El encuentro real de Lucerito con Luis Miguel (“Sueño con tu luz, sueño con tu amor”) tarda casi 75 minutos en ocurrir. Más de tres cuartas partes de la película están construidas a base de ensoñaciones. Desde Buñuel (Robinson Crusoe, 1952) y Bondarchuk (Campanas rojas, 1981) nadie ensoñaba tanto en el cine nacional. Lucerito ensueña despierta, dando consistencia más que real a sus ensueños (“Todo lo que deseo hacer, lo sueño”) y a sus cancioneras visiones amatorias (“Todo el amor del mundo yo te daría”). El ensueño permite el desenfreno del kitsch azucarado y abusivas dislocaciones en la continuidad del montaje, luz-sombra, día-noche, distantes contigüidades a simultaneo, juego permisivo-forclusión súbita, infatigable renovación de ilusorias emanaciones refrescantes.
Lucerito se ensueña como cantante celebérrima descendiendo de los cielos en avioneta, con relumbroso traje dorado; se ensueña posando cual modelo multifotografiada sobre un velero, en sugerente bikini negro; se ensueña en provocativo baby doll durante su imaginaria luna de miel ante el aterrado héroe más que con él (“Decídete”). El ensueño incluye una profusión de traseros ajenos con tangas lilas en close up, focas que palmean ante la jerrylewisiana torpeza de ambos héroes, que se manifiesta hasta al acometer contra las falsas olitas de un acuario, y crepusculares solarizaciones ad nauseam que atraviesan a la carismática parejita en el mirador de La Quebrada. El ensueño absoluto está resguardado por el almíbar cancionero de Luisito Rey y una rutilante fotografía de Raúl Domínguez, pues el guionista-director Cardona hijo se ha propuesto recircular los paraísos exclusivistas de ¡Tintorera! (Cardona hijo, 1976), aliándolos a irrealizantes melopeas que pulverizaba en su zoológica aventura con Los Cachunes.
Lucerito ensueña a Luismi levantado de aguilita por los guaruras que lo custodian; ensueña a Luismi con impensable caña de pescar y cayéndose al mar por estarla contemplando; ensueña a Luismi ofreciéndole muy servicial un refresco y empujado al agua por una foca loca; y para variar, ensueña a Luismi haciéndole striptease en la espectacular intimidad del penthouse de un hotel playero, y arrojando por la ventana sus prendas, una a una, sobre una aullante multitud de fanáticas que se disputan entre ellas y se zambullen en la piscina hasta por un calcetín. El ensueño no es una segunda vida; es la verdadera vida. Tan es así que, al final de la cinta, durante un apoteósico alcance en la carretera para permanecer juntos, la chica deberá rubricar su final feliz con una estupefacta bofetada al galancito (“Perdóname, pensé que era otro de mis sueños”). El ensueño de los mundos paralelos no tiene antídoto.
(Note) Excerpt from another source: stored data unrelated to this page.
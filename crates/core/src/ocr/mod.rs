//! OCR strategies for scanned PDFs: page rasterisation and image cleanup,
//! recognition through tesseract or a remote neural service, and repair of
//! the recognised text.

pub mod cleanup;
pub mod preprocess;
pub mod remote;
pub mod tesseract;

pub use cleanup::clean_ocr_text;
pub use preprocess::{preprocess, PreprocessProfile};
pub use remote::RemoteOcrExtractor;
pub use tesseract::TesseractExtractor;

/// Code points in the Thai block, U+0E00..=U+0E7F.
pub fn is_thai(ch: char) -> bool {
    ('\u{0E00}'..='\u{0E7F}').contains(&ch)
}

#[derive(Debug, Clone, Copy, PartialEq)]
pub struct TextStats {
    pub total_chars: usize,
    pub thai_chars: usize,
}

impl TextStats {
    pub fn of(text: &str) -> Self {
        let mut stats = Self {
            total_chars: 0,
            thai_chars: 0,
        };
        for ch in text.chars() {
            stats.total_chars += 1;
            if is_thai(ch) {
                stats.thai_chars += 1;
            }
        }
        stats
    }

    pub fn thai_percentage(&self) -> f64 {
        if self.total_chars == 0 {
            return 0.0;
        }
        self.thai_chars as f64 / self.total_chars as f64 * 100.0
    }
}
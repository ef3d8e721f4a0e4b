//! Best-effort repair of recogniser output.
//!
//! Thai OCR tends to break words with stray spaces and to separate above/below
//! vowels and tone marks from their consonant. The rules here are character
//! class heuristics: they fix the common cases and can also join words that
//! were meant to be apart. Nothing outside OCR output goes through them.

use crate::error::IngestError;
use regex::{Captures, Regex};

const THAI_RUNS: &str = r"[\x{0E00}-\x{0E7F}]+(?:\s+[\x{0E00}-\x{0E7F}]+)*";
const OUTSIDE_THAI_ALLOWED: &str = r"[^\x20-\x7E\x{0E00}-\x{0E7F}\n]";
const OUTSIDE_ASCII_ALLOWED: &str = r"[^\x20-\x7E\n]";
const CONSONANT_THEN_MARK: &str = r"([\x{0E01}-\x{0E2E}])\s+([\x{0E31}-\x{0E3A}\x{0E47}-\x{0E4E}])";
const MARK_THEN_CONSONANT: &str = r"([\x{0E31}-\x{0E3A}\x{0E47}-\x{0E4E}])\s+([\x{0E01}-\x{0E2E}])";

pub fn clean_ocr_text(text: &str, thai: bool) -> Result<String, IngestError> {
    if thai {
        clean_thai(text)
    } else {
        clean_generic(text)
    }
}

fn clean_thai(text: &str) -> Result<String, IngestError> {
    let thai_runs = Regex::new(THAI_RUNS)?;
    let disallowed = Regex::new(OUTSIDE_THAI_ALLOWED)?;
    let whitespace = Regex::new(r"\s+")?;
    let consonant_mark = Regex::new(CONSONANT_THEN_MARK)?;
    let mark_consonant = Regex::new(MARK_THEN_CONSONANT)?;

    let merged = thai_runs.replace_all(text, |captures: &Captures| {
        captures[0]
            .chars()
            .filter(|ch| !ch.is_whitespace())
            .collect::<String>()
    });
    let stripped = disallowed.replace_all(&merged, "");
    let collapsed = whitespace.replace_all(&stripped, " ");
    let attached = consonant_mark.replace_all(&collapsed, "$1$2");
    let attached = mark_consonant.replace_all(&attached, "$1$2");

    Ok(attached.trim().to_string())
}

fn clean_generic(text: &str) -> Result<String, IngestError> {
    let whitespace = Regex::new(r"\s+")?;
    let disallowed = Regex::new(OUTSIDE_ASCII_ALLOWED)?;

    let collapsed = whitespace.replace_all(text, " ");
    let stripped = disallowed.replace_all(&collapsed, "");
    Ok(stripped.trim().to_string())
}
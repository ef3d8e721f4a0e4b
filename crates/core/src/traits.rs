use crate::models::{ChunkBatch, CollectionState, SearchHit};
use crate::SearchError;
use async_trait::async_trait;

/// A collection of chunk rows with a fixed embedding dimension.
///
/// Everything except `create_collection`, `drop_collection` and `close`
/// requires the collection to be loaded and fails with
/// [`SearchError::NotReady`] otherwise.
#[async_trait]
pub trait VectorIndex: Send + Sync {
    fn collection(&self) -> &str;

    fn dimension(&self) -> usize;

    fn state(&self) -> CollectionState;

    /// Opens the collection, creating the schema and index when absent, and
    /// waits until it is loaded.
    async fn create_collection(&mut self) -> Result<(), SearchError>;

    /// Inserts one row per chunk and flushes. Returns the number of rows
    /// written.
    async fn insert(&self, batch: &ChunkBatch, vectors: &[Vec<f32>]) -> Result<usize, SearchError>;

    async fn latest_mod_time(&self, document_name: &str) -> Result<Option<f64>, SearchError>;

    async fn delete_document(&self, document_name: &str) -> Result<(), SearchError>;

    async fn flush(&self) -> Result<(), SearchError>;

    async fn count_document_rows(&self, document_name: &str) -> Result<usize, SearchError>;

    /// Nearest rows by cosine similarity, best first, at most `limit`.
    async fn search(&self, query_vector: &[f32], limit: usize) -> Result<Vec<SearchHit>, SearchError>;

    /// Returns whether a collection existed.
    async fn drop_collection(&mut self) -> Result<bool, SearchError>;

    async fn close(&mut self);
}

pub(crate) fn require_loaded(state: CollectionState, collection: &str) -> Result<(), SearchError> {
    if state == CollectionState::Loaded {
        Ok(())
    } else {
        Err(SearchError::NotReady(format!(
            "collection `{collection}` is {state:?}, open it first"
        )))
    }
}

/// Checks the column shape of an insert before anything is sent.
pub(crate) fn validate_rows(
    collection: &str,
    dimension: usize,
    batch: &ChunkBatch,
    vectors: &[Vec<f32>],
) -> Result<(), SearchError> {
    let texts = batch.texts.len();
    if batch.document_names.len() != texts
        || batch.mod_times.len() != texts
        || vectors.len() != texts
    {
        return Err(SearchError::ColumnLengthMismatch {
            names: batch.document_names.len(),
            mod_times: batch.mod_times.len(),
            texts,
            vectors: vectors.len(),
        });
    }

    if let Some(vector) = vectors.iter().find(|vector| vector.len() != dimension) {
        return Err(SearchError::DimensionMismatch {
            collection: collection.to_string(),
            declared: dimension,
            provided: vector.len(),
        });
    }

    if let Some(name) = batch
        .document_names
        .iter()
        .find(|name| name.len() > MAX_FILE_NAME_BYTES)
    {
        return Err(SearchError::FieldTooLong {
            field: "file_name",
            limit: MAX_FILE_NAME_BYTES,
            found: name.len(),
        });
    }

    if let Some(text) = batch.texts.iter().find(|text| text.len() > MAX_TEXT_CHUNK_BYTES) {
        return Err(SearchError::FieldTooLong {
            field: "text_chunk",
            limit: MAX_TEXT_CHUNK_BYTES,
            found: text.len(),
        });
    }

    Ok(())
}

pub const MAX_FILE_NAME_BYTES: usize = 256;
pub const MAX_TEXT_CHUNK_BYTES: usize = 65_535;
Dentro del mismo orden de cosas, el ensueño puede muy bien desembocar en el thriller rosa más subdesarrollado. Con traficantes malosos e invitados a una boda que concluye en pastelazos, a bordo de autos sin zumba o a bordo de un yate apantallador, a base de persecuciones y la neanderthaliana fórmula infalible de la salvación en el último minuto compartido, la trama en tiempo real de Fiebre de amor es una corretiza tan inflada y gratuita como la persecución en el mejor estilo momia anquilosada con que culminaba, por ejemplo, Terror y encajes negros de Alcoriza (1984). En última instancia da lo mismo ver las muecas de Maribel Guardia perseguida por el guiñoleseo coleccionista de cabelleras maniáticas Claudio Obregón a través de elevadores y pisos de condominios, que ver al rozagante team detectivesco de Lucerito-Luis Miguel perseguido por contrabandistas mataperros a través de siniestros jardines hoteleros y salones de fiesta o malecones.
Y el ensueño tiene como extremo propósito edificarle una beatífica pornoo shop a la blancura inocente. Mientras el abuso de lenguaje en las canciones de Luismi se desenfrena (“La pasión que me hace enloquecer”), Lucerito le sostiene la mirada y esquiva el beso cuando ya se hallaban muy juntos en traje de baño contra el incendio del atardecer; jamás se dejará ni tocar, ni acariciar, ni besar, en una película intitulada Fiebre de amor, optando mejor en cada ocasión comprometida por hacer estallar otra sonrisa ante la boquita fruncida de su compañero, en una fóbica exclusión de todo conocimiento por medio del contacto real sólo digna de cosas como Bordando la frontera de la feminista radical Ángeles Necoechea (1986). En última instancia, da lo mismo creer que se pueden concientizar costureras con casets por vía internacional, que satisfacerse con rayitos de sol universal.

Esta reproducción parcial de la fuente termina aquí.